Its microclimate, its fecund land and its citizens’ hard work make it become a land with a prosperous agriculture, whose products are well known and preserved from centuries. From olive oil to wine, from tomatoes to wheat, from vegetables to fruit: since always Apulia and Capitanata are famous worldwide thanks to the fruits of their lands.
Once, a few kilometers away from the actual Torremaggiore’s city center, there was the Castlefiorentino or Florentinum’s medieval village. Founded by the Byzantines between 1018 and 1023, during the twelfth century it became part of the properties of the emperor Frederick II of Swabia who, on the 13th dicembre of the 1250, died there as he was told from his physician and astrologist Michele Scoto who said “apud portam ferream sub flore” which in Latin means “among the iron door which has a flower’s name. “
Torremaggiore’s origins also dates back to the year 1000, when the farmhouse named Terra Maggiore was part of the feud of the nearby Benedictine Abbey of Saint Peter. The bitter fights unleashed between the Papacy and Manfred of Swabia, after the death of Frederick II, led to the destruction of Fiorentino and Dragonara on October 26th, 1255. The survivors from the two cities, settling in the shadow of the Abbey of St. Peter, near the Norman-Swabian Castrum, now incorporated into the Ducal Castle, gave life to today’s old town of Torremaggiore. Over the years several noble houses followed in Torremaggiore, until the lineage De Sangro, descendants of the dukes of Burgundy, who ruled the village until 1806.

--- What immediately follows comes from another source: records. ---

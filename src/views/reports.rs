use crate::{
    usecases::{
        report::{AnnualReport, MonthlyReport},
        session::Session,
    },
    utils::{fmt_brl, fmt_date},
    views::{escape, layout},
};

pub fn render(session: &Session, monthly: &MonthlyReport, annual: &AnnualReport) -> String {
    let categories = monthly
        .categories
        .iter()
        .map(|c| {
            format!(
                "<tr><td>{}</td><td>{}</td><td>{}</td></tr>",
                escape(&c.kind),
                escape(&c.category),
                fmt_brl(c.amount_cents)
            )
        })
        .collect::<String>();

    let cards = monthly
        .cards
        .iter()
        .map(|c| {
            format!(
                "<tr><td>{}</td><td>{}</td><td>{}</td><td>{}</td><td>{}</td></tr>",
                fmt_date(c.date),
                escape(&c.player_name),
                escape(&c.description),
                fmt_brl(c.amount_cents),
                c.status().label()
            )
        })
        .collect::<String>();

    let months = annual
        .months
        .iter()
        .map(|m| {
            format!(
                "<tr><td>{}</td><td>{}</td><td>{}</td><td>{}</td></tr>",
                m.month,
                fmt_brl(m.totals.revenue_cents),
                fmt_brl(m.totals.expenses_cents),
                fmt_brl(m.totals.balance_cents)
            )
        })
        .collect::<String>();

    let body = format!(
        r#"<h1>Relatórios</h1>
<form method="get" action="/reports">
<label for="month">Mês</label><input id="month" name="month" value="{month}" placeholder="AAAA-MM">
<label for="year">Ano</label><input id="year" name="year" type="number" value="{year}">
<button type="submit">Atualizar</button>
</form>
<section class="card">
<h2>{month}</h2>
<p>Receitas {revenue} · Despesas {expenses} · Saldo <strong>{balance}</strong></p>
<p>Mensalidades: {paid} pagas, {open} em aberto, {overdue} vencidas</p>
<table><tr><th>Tipo</th><th>Categoria</th><th>Total</th></tr>{categories}</table>
<h3>Cartões do mês (pendente: {cards_pending})</h3>
<table><tr><th>Data</th><th>Jogador</th><th>Descrição</th><th>Valor</th><th>Status</th></tr>{cards}</table>
</section>
<section class="card">
<h2>{year}</h2>
<table><tr><th>Mês</th><th>Receitas</th><th>Despesas</th><th>Saldo</th></tr>{months}
<tr><th>Total</th><th>{year_revenue}</th><th>{year_expenses}</th><th>{year_balance}</th></tr></table>
</section>"#,
        month = escape(&monthly.month),
        year = annual.year,
        revenue = fmt_brl(monthly.totals.revenue_cents),
        expenses = fmt_brl(monthly.totals.expenses_cents),
        balance = fmt_brl(monthly.totals.balance_cents),
        paid = monthly.monthlies.paid,
        open = monthly.monthlies.open,
        overdue = monthly.monthlies.overdue,
        cards_pending = fmt_brl(monthly.cards_pending_cents),
        year_revenue = fmt_brl(annual.totals.revenue_cents),
        year_expenses = fmt_brl(annual.totals.expenses_cents),
        year_balance = fmt_brl(annual.totals.balance_cents),
    );

    layout("Relatórios", Some(session), &body)
}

Over the centuries, the De Sangro, have deeply and visibly marked the history of this territory: it is mainly due to them that we owe the prosperity of Torremaggiore agriculture, as well as the presence, in this Alta Daunia’s area, of the Peranzana Cultivar, imported to Torremaggiore from Raimondo De Sangro, directly from the French region of Provence from which derives the dialect distortion “Peranzana”.
Michele De Sangro, the last Duke of Torremaggiore, was also the first to introduce in Apulia region, and to plant for his own use in Torremaggiore, in the Trappeto (olive mill) located in the moat of the castle, the fire mill and the presses to draw the oil.